About midway through testimony from experts, security guards tried to evict from the packed meeting room a young woman scantily clad like a housemaid and bearing tattoos reading “ABC,” “NBC,” etc., on her amply exposed flesh. Guards said she was “inappropriately attired.”

Resisting, the woman, who identified herself only as a “media whore,” was immediately surrounded by members of the antiwar activist group Code Pink, with whom she had apparently come into the meeting. Code Pink members whipped out cameras and camcorders as reporters then started congregating around the dust-up, which threatened to disrupt the meeting until an FCC public affairs official intervened and ordered the guards to let the woman stay.

Cablers might have wished that the woman had succeeded at least in disrupting the 5-0 vote voiding exclusive service contracts. Citing concerns about stifled competition and residents of so-called multiple dwelling units being “shackled” to a particular cable company, the commission decided not only to prohibit such contracts in the future, but also to render existing contracts unenforceable.

Cablers and building owners opposed the latter move, arguing the FCC lacked authority. Cablers also protested the new prohibition’s application to cable companies only and not to satellite TV companies, although the agency said it was now beginning to look at whether they too should be barred from entering into such exclusive contracts.

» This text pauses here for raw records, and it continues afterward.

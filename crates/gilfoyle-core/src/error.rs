use std::fmt;
use std::time::Duration;

/// External system a review run talks to.
#[derive(Debug, Clone, Copy, PartialEq, Eq, Hash)]
pub enum Collaborator {
    /// The GitLab REST API.
    GitLab,
    /// The Teamwork task tracker.
    Teamwork,
    /// The reasoning model that produces the verdict.
    Reasoner,
}

impl fmt::Display for Collaborator {
    fn fmt(&self, f: &mut fmt::Formatter<'_>) -> fmt::Result {
        match self {
            Collaborator::GitLab => write!(f, "gitlab"),
            Collaborator::Teamwork => write!(f, "teamwork"),
            Collaborator::Reasoner => write!(f, "reasoner"),
        }
    }
}

/// Errors that can occur across the Gilfoyle service.
///
/// Library crates return this type directly; the binary reports it through
/// `miette` at the boundary.
///
/// # Examples
///
/// ```
/// use gilfoyle_core::{Collaborator, GilfoyleError};
///
/// let err = GilfoyleError::from_status(Collaborator::GitLab, 503, "unavailable");
/// assert!(err.is_transient());
///
/// let err = GilfoyleError::from_status(Collaborator::GitLab, 422, "bad position");
/// assert!(!err.is_transient());
/// ```
#[derive(Debug, thiserror::Error, miette::Diagnostic)]
pub enum GilfoyleError {
    /// Webhook token did not match the configured secret.
    #[error("webhook authentication failed: {0}")]
    #[diagnostic(code(gilfoyle::authentication))]
    Authentication(String),

    /// Webhook body is not a usable GitLab event.
    #[error("malformed payload: {0}")]
    #[diagnostic(code(gilfoyle::malformed_payload))]
    MalformedPayload(String),

    /// Network failure, 5xx or rate limit from a collaborator. Retried.
    #[error("{collaborator} transient failure: {message}")]
    #[diagnostic(code(gilfoyle::transient))]
    TransientCollaborator {
        collaborator: Collaborator,
        message: String,
    },

    /// Non-retryable collaborator failure (4xx, bad response shape).
    #[error("{collaborator} request failed: {message}")]
    #[diagnostic(code(gilfoyle::permanent))]
    PermanentCollaborator {
        collaborator: Collaborator,
        message: String,
    },

    /// The collaborator answered 404.
    #[error("{collaborator}: {what} not found")]
    #[diagnostic(code(gilfoyle::not_found))]
    NotFound {
        collaborator: Collaborator,
        what: String,
    },

    /// The collaborator rejected our credentials.
    #[error("{collaborator} rejected credentials: {message}")]
    #[diagnostic(
        code(gilfoyle::collaborator_auth),
        help("check the token or API key configured for this service")
    )]
    CollaboratorAuth {
        collaborator: Collaborator,
        message: String,
    },

    /// A run exceeded its time budget.
    #[error("review run timed out after {}s", .0.as_secs())]
    #[diagnostic(code(gilfoyle::timeout))]
    Timeout(Duration),

    /// Invalid or missing configuration.
    #[error("configuration error: {0}")]
    #[diagnostic(code(gilfoyle::config), help("run `gilfoyle init` to create a template"))]
    Config(String),

    /// Unified diff could not be parsed.
    #[error("parse error: {0}")]
    #[diagnostic(code(gilfoyle::parse))]
    Parse(String),

    /// Filesystem I/O failure.
    #[error("IO error: {0}")]
    Io(#[from] std::io::Error),

    /// JSON serialization / deserialization failure.
    #[error("serialization error: {0}")]
    Serialization(#[from] serde_json::Error),

    /// TOML deserialization failure.
    #[error("TOML parse error: {0}")]
    Toml(#[from] toml::de::Error),
}

impl GilfoyleError {
    /// Classify a non-success HTTP status from `collaborator`.
    ///
    /// 5xx and 429 are transient, 401/403 are credential failures, 404 is
    /// not-found and any other status is permanent.
    pub fn from_status(collaborator: Collaborator, status: u16, body: &str) -> Self {
        let message = format!("HTTP {status}: {}", truncate(body, 300));
        match status {
            429 | 500..=599 => GilfoyleError::TransientCollaborator {
                collaborator,
                message,
            },
            401 | 403 => GilfoyleError::CollaboratorAuth {
                collaborator,
                message,
            },
            404 => GilfoyleError::NotFound {
                collaborator,
                what: truncate(body, 120).to_string(),
            },
            _ => GilfoyleError::PermanentCollaborator {
                collaborator,
                message,
            },
        }
    }

    /// Shorthand for a transport-level failure (connect, reset, timeout).
    pub fn transport(collaborator: Collaborator, err: impl fmt::Display) -> Self {
        GilfoyleError::TransientCollaborator {
            collaborator,
            message: err.to_string(),
        }
    }

    /// Returns `true` if retrying the same call may succeed.
    pub fn is_transient(&self) -> bool {
        matches!(self, GilfoyleError::TransientCollaborator { .. })
    }
}

fn truncate(s: &str, max: usize) -> &str {
    match s.char_indices().nth(max) {
        Some((idx, _)) => &s[..idx],
        None => s,
    }
}

#[cfg(test)]
mod tests {
    use super::*;

    #[test]
    fn io_error_converts() {
        let io_err = std::io::Error::new(std::io::ErrorKind::NotFound, "gone");
        let err: GilfoyleError = io_err.into();
        assert!(err.to_string().contains("gone"));
    }

    #[test]
    fn config_error_displays_message() {
        let err = GilfoyleError::Config("bad value".into());
        assert_eq!(err.to_string(), "configuration error: bad value");
    }

    #[test]
    fn status_classification() {
        let c = Collaborator::Teamwork;
        assert!(GilfoyleError::from_status(c, 500, "").is_transient());
        assert!(GilfoyleError::from_status(c, 502, "").is_transient());
        assert!(GilfoyleError::from_status(c, 429, "slow down").is_transient());
        assert!(matches!(
            GilfoyleError::from_status(c, 401, ""),
            GilfoyleError::CollaboratorAuth { .. }
        ));
        assert!(matches!(
            GilfoyleError::from_status(c, 403, ""),
            GilfoyleError::CollaboratorAuth { .. }
        ));
        assert!(matches!(
            GilfoyleError::from_status(c, 404, "task 9"),
            GilfoyleError::NotFound { .. }
        ));
        assert!(matches!(
            GilfoyleError::from_status(c, 400, ""),
            GilfoyleError::PermanentCollaborator { .. }
        ));
    }

    #[test]
    fn only_transient_variant_is_retryable() {
        assert!(GilfoyleError::transport(Collaborator::Reasoner, "reset").is_transient());
        assert!(!GilfoyleError::Timeout(Duration::from_secs(1)).is_transient());
        assert!(!GilfoyleError::Authentication("x".into()).is_transient());
        assert!(!GilfoyleError::Parse("x".into()).is_transient());
    }

    #[test]
    fn long_bodies_are_truncated() {
        let body = "x".repeat(5000);
        let err = GilfoyleError::from_status(Collaborator::GitLab, 500, &body);
        assert!(err.to_string().len() < 400);
    }

    #[test]
    fn collaborator_named_in_message() {
        let err = GilfoyleError::from_status(Collaborator::GitLab, 422, "line_code invalid");
        assert_eq!(
            err.to_string(),
            "gitlab request failed: HTTP 422: line_code invalid"
        );
    }
}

The FCC rejected cablers and building owners’ arguments that consumers do receive the benefit of competition, since cable companies vie with each other to land an exclusive contract with buildings with multiple units. Martin and other commissioners stressed the importance of allowing other, new competitors — like telephone companies providing video services — to enter the multiple-dwelling-unit market.

Despite the unanimous vote, commissioner Robert McDowell expressed concern that rendering existing contracts unenforceable exposed the FCC to a legal challenge.

Comcast confirmed such a possibility in a statement issued in response to the vote.

“Today’s action by the FCC is a blow to consumers in apartment buildings and condos who will lose the benefit of significant concessions building owners have been able to negotiate on their behalf. The net result is that many consumers are likely to wind up paying more for services if the FCC’s interference in the competitive marketplace stands.”

The National Cable & Telecommunications Assn., lobbying arm of the industry, hinted at the same, saying: “The FCC’s action to terminate existing contracts is an unprecedented, legally suspect step that could harm consumers and jeopardize the delivery of advanced services to low-income neighborhoods where other video providers have chosen not to offer service.”

Martin said the retroactive prohibition was “particularly important in light of rising cable rates.” He noted that “more than one quarter of all Americans live in apartment buildings,” especially minorities, who, he said, “will benefit in particular from today’s ruling.”

Linking increased consolidation with decreased diversity, Jackson criticized the FCC, charging that, “For too long, media policies have been made behind closed doors. This broken, corrupt process has meant that too few own too much at the expense of too many.”

Noting that women and minorities own just 7% of broadcast stations in the country, Jackson fumed: “This is a disgraceful level of inequality in one of the most important arenas or our economy and our democracy. It’s time to democratize our public airwaves, and we need to democratize the way the FCC does business.”

Edwards decried a negative effect of consolidation on local news. “The commission should not intensify the continuing evisceration of broadcast localism as a result of consolidation by adopting rules enabling even more consolidation,” he testified.

Andrew Jay Schwartzman, president of watchdog group Media Access Project, pleaded similarly. Of some 2,000 broadcast stations in the U.S., he said, fewer than 800 originate any newscasts. The rest rely on syndicated feeds.

Dan Isett, government affairs director for the Parents Television Council, argued that consolidation has “led to the coarsening of media content.”

Speaking for the National Assn. of Broadcasters, exec veep Marcellus Alexander said localism is a priority for broadcasters because it is the main way broadcasters in the same market compete with each other for viewers.

Martin has said he would like a commission vote on revising media ownership rules by Dec. 18, but bipartisan members of Congress have urged him to take more time with the issue.